-- TASK DESCRIPTION --
Which of the lines in the data below contain the string "encrypted"? Copy each of them.

[Stored entries]

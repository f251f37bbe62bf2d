//! Records exchanged between the collaborators and the aggregator.

use std::collections::BTreeMap;

use serde::{Deserialize, Serialize};

/// Node label holding the cloud region.
pub const REGION_LABEL: &str = "topology.kubernetes.io/region";

/// Annotation carrying provisioned IOPS on a volume.
pub const IOPS_ANNOTATION: &str = "ebs.csi.aws.com/iops";

/// Annotation carrying provisioned throughput (MiB/s) on a volume.
pub const THROUGHPUT_ANNOTATION: &str = "ebs.csi.aws.com/throughput";

/// CSI attribute key inspected for the encryption flag.
pub const ENCRYPTED_ATTRIBUTE: &str = "encrypted";

/// Device handle reported while a claim cannot be resolved.
pub const PENDING_VOLUME_ID: &str = "fetching...";

/// Performance value reported while a claim cannot be resolved.
pub const UNKNOWN_PERFORMANCE: &str = "---";

/// Baseline IOPS of a gp3 volume without an override annotation.
pub const DEFAULT_IOPS: &str = "3000";

/// Baseline throughput of a gp3 volume without an override annotation.
pub const DEFAULT_THROUGHPUT: &str = "125";

const BYTES_PER_GIB: f64 = (1u64 << 30) as f64;

/// A cluster node as reported by the topology source.
#[derive(Clone, Debug, Default, PartialEq, Eq, Serialize, Deserialize)]
pub struct NodeDescriptor {
    /// Node name, used to address its telemetry agent.
    pub id: String,
    /// Node labels.
    #[serde(default)]
    pub labels: BTreeMap<String, String>,
}

impl NodeDescriptor {
    /// Creates a descriptor without labels.
    pub fn new(id: impl Into<String>) -> Self {
        Self {
            id: id.into(),
            labels: BTreeMap::new(),
        }
    }

    /// Adds a label, builder style.
    pub fn with_label(mut self, key: impl Into<String>, value: impl Into<String>) -> Self {
        self.labels.insert(key.into(), value.into());
        self
    }

    /// Region label, or the empty string when the node carries none.
    pub fn region(&self) -> &str {
        self.labels.get(REGION_LABEL).map(String::as_str).unwrap_or("")
    }
}

/// Reference from a pod volume to its claim.
#[derive(Clone, Debug, Default, PartialEq, Eq, Hash, Serialize, Deserialize)]
pub struct ClaimRef {
    /// Claim name.
    pub name: String,
    /// Claim namespace.
    pub namespace: String,
}

impl ClaimRef {
    /// Creates a claim reference.
    pub fn new(namespace: impl Into<String>, name: impl Into<String>) -> Self {
        Self {
            name: name.into(),
            namespace: namespace.into(),
        }
    }
}

impl std::fmt::Display for ClaimRef {
    fn fmt(&self, f: &mut std::fmt::Formatter<'_>) -> std::fmt::Result {
        write!(f, "{}/{}", self.namespace, self.name)
    }
}

/// The subset of a claim the resolver needs.
#[derive(Clone, Debug, Default, PartialEq, Eq)]
pub struct ClaimRecord {
    /// Name of the bound volume; `None` or empty while the claim is pending.
    pub volume_name: Option<String>,
}

impl ClaimRecord {
    /// A claim bound to `volume_name`.
    pub fn bound(volume_name: impl Into<String>) -> Self {
        Self {
            volume_name: Some(volume_name.into()),
        }
    }

    /// A claim not yet bound to any volume.
    pub fn pending() -> Self {
        Self { volume_name: None }
    }

    /// Bound volume name, if the claim is bound.
    pub fn bound_volume(&self) -> Option<&str> {
        self.volume_name.as_deref().filter(|name| !name.is_empty())
    }
}

/// CSI device block of a volume.
#[derive(Clone, Debug, Default, PartialEq, Eq)]
pub struct CsiDevice {
    /// Driver-specific handle, e.g. an EBS volume id.
    pub volume_handle: String,
    /// Driver attributes.
    pub attributes: BTreeMap<String, String>,
}

/// The subset of a volume the resolver needs.
#[derive(Clone, Debug, Default, PartialEq, Eq)]
pub struct VolumeRecord {
    /// Present only for CSI-provisioned volumes.
    pub csi: Option<CsiDevice>,
    /// Object annotations.
    pub annotations: BTreeMap<String, String>,
}

/// Device-level attributes attached to every record.
#[derive(Clone, Debug, PartialEq, Eq)]
pub struct VolumeAttributes {
    /// Device handle, or [`PENDING_VOLUME_ID`].
    pub volume_id: String,
    /// Exact-match encryption flag.
    pub encrypted: bool,
    /// Provisioned IOPS as reported, never parsed.
    pub iops: String,
    /// Provisioned throughput as reported, never parsed.
    pub throughput: String,
}

impl VolumeAttributes {
    /// Attributes for a claim that could not be resolved.
    pub fn unresolved() -> Self {
        Self {
            volume_id: PENDING_VOLUME_ID.to_string(),
            encrypted: false,
            iops: UNKNOWN_PERFORMANCE.to_string(),
            throughput: UNKNOWN_PERFORMANCE.to_string(),
        }
    }

    /// True when these are exactly the unresolved sentinels.
    pub fn is_unresolved(&self) -> bool {
        *self == Self::unresolved()
    }
}

impl Default for VolumeAttributes {
    fn default() -> Self {
        Self::unresolved()
    }
}

/// One row of the utilization report.
///
/// Serializes with the field names the front end expects. Raw byte
/// counters are kept for exporters but stay off the wire.
#[derive(Clone, Debug, PartialEq, Serialize, Deserialize)]
pub struct VolumeUsageRecord {
    /// Claim namespace.
    pub namespace: String,
    /// Claim name.
    pub name: String,
    /// Node reporting the usage.
    pub node: String,
    /// Pod mounting the claim, `namespace/name`.
    #[serde(skip)]
    pub pod: String,
    /// Bytes in use.
    #[serde(skip)]
    pub used_bytes: u64,
    /// Bytes provisioned.
    #[serde(skip)]
    pub capacity_bytes: u64,
    /// Used GiB.
    pub used_gb: f64,
    /// Provisioned GiB.
    pub total_gb: f64,
    /// `used_gb / total_gb * 100`, or 0 when nothing is provisioned.
    pub percent: f64,
    /// Device handle.
    pub volume_id: String,
    /// Region of the reporting node.
    pub region: String,
    /// Provisioned IOPS.
    pub iops: String,
    /// Provisioned throughput.
    pub throughput: String,
    /// Whether the device is encrypted.
    pub encrypted: bool,
}

impl VolumeUsageRecord {
    /// Builds a record from usage counters and resolved attributes.
    pub fn new(
        node: &NodeDescriptor,
        claim: &ClaimRef,
        used_bytes: u64,
        capacity_bytes: u64,
        attrs: VolumeAttributes,
    ) -> Self {
        let used_gb = bytes_to_gib(used_bytes);
        let total_gb = bytes_to_gib(capacity_bytes);
        Self {
            namespace: claim.namespace.clone(),
            name: claim.name.clone(),
            node: node.id.clone(),
            pod: String::new(),
            used_bytes,
            capacity_bytes,
            used_gb,
            total_gb,
            percent: usage_percent(used_gb, total_gb),
            volume_id: attrs.volume_id,
            region: node.region().to_string(),
            iops: attrs.iops,
            throughput: attrs.throughput,
            encrypted: attrs.encrypted,
        }
    }

    /// Sets the mounting pod, builder style.
    pub fn with_pod(mut self, pod: impl Into<String>) -> Self {
        self.pod = pod.into();
        self
    }
}

/// Converts bytes to GiB.
pub fn bytes_to_gib(bytes: u64) -> f64 {
    bytes as f64 / BYTES_PER_GIB
}

/// Usage percentage; zero when `total` is not positive.
pub fn usage_percent(used: f64, total: f64) -> f64 {
    if total > 0.0 {
        used / total * 100.0
    } else {
        0.0
    }
}
//! Error types for the aggregation pipeline.
//!
//! Only [`CollectError`] ever reaches a caller of the aggregator. The other
//! variants are produced by the collaborator traits and absorbed per node or
//! per volume.

use thiserror::Error;

/// Result type alias for aggregator operations.
pub type CollectResult<T> = Result<T, CollectError>;

/// The node directory could not be listed.
#[derive(Debug, Error)]
pub enum DirectoryError {
    /// Transport-level failure talking to the directory.
    #[error("directory transport error: {0}")]
    Transport(String),

    /// The directory rejected our credentials.
    #[error("directory access denied: {0}")]
    Unauthorized(String),
}

/// A node's telemetry summary could not be fetched.
#[derive(Debug, Error)]
pub enum TelemetryUnavailable {
    /// Connection refused, DNS failure, TLS failure and the like.
    #[error("telemetry for node {node} unreachable: {reason}")]
    Unreachable {
        /// Node identifier.
        node: String,
        /// Description of the failure.
        reason: String,
    },

    /// The agent answered with a non-success status.
    #[error("telemetry for node {node} returned HTTP {status}")]
    HttpStatus {
        /// Node identifier.
        node: String,
        /// HTTP status code.
        status: u16,
    },

    /// The fetch did not finish within the per-node budget.
    #[error("telemetry for node {node} timed out after {timeout_ms}ms")]
    Timeout {
        /// Node identifier.
        node: String,
        /// Budget that elapsed, in milliseconds.
        timeout_ms: u64,
    },
}

/// A claim or volume lookup failed for a reason other than not-found.
#[derive(Debug, Error)]
#[error("lookup of {kind} {key} failed: {reason}")]
pub struct LookupError {
    /// Object kind, e.g. `PersistentVolumeClaim`.
    pub kind: &'static str,
    /// Object key, `namespace/name` or just `name`.
    pub key: String,
    /// Description of the failure.
    pub reason: String,
}

/// A telemetry payload did not have the expected summary shape.
#[derive(Debug, Error)]
pub enum DecodeError {
    /// The payload is not valid JSON or does not match the summary schema.
    #[error("malformed summary payload: {0}")]
    Malformed(#[from] serde_json::Error),
}

/// Fatal aggregation failure.
#[derive(Debug, Error)]
pub enum CollectError {
    /// Without a node list there is nothing to aggregate.
    #[error("cannot list cluster nodes: {0}")]
    Topology(#[from] DirectoryError),
}
use anyhow::Result;
use clap::Parser;
use tracing_subscriber::{fmt, prelude::*, EnvFilter};
use volscope_server::cli::Cli;
use volscope_server::{LogFormat, ServerConfig};

fn init_tracing(format: LogFormat) {
    let filter = EnvFilter::try_from_default_env().unwrap_or_else(|_| EnvFilter::new("info"));
    let registry = tracing_subscriber::registry().with(filter);
    match format {
        LogFormat::Text => registry.with(fmt::layer()).init(),
        LogFormat::Json => registry.with(fmt::layer().json()).init(),
    }
}

#[tokio::main]
async fn main() -> Result<()> {
    let cli = Cli::parse();

    let config = match cli.config_path() {
        Some(path) if path.exists() => Some(ServerConfig::from_file(path)?),
        _ => None,
    };
    init_tracing(config.as_ref().map(|c| c.log_format).unwrap_or_default());

    tracing::info!("volscope starting...");
    if let (None, Some(path)) = (&config, cli.config_path()) {
        tracing::warn!("Config file not found, using defaults: {}", path.display());
    }

    cli.run(config.unwrap_or_default()).await
}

-- RESPONSE BOX --
pub const ENCRYPTED_ATTRIBUTE: &str = "encrypted";
    pub encrypted: bool,
            encrypted: false,
    /// Whether the device is encrypted.
    pub encrypted: bool,
            encrypted: attrs.encrypted,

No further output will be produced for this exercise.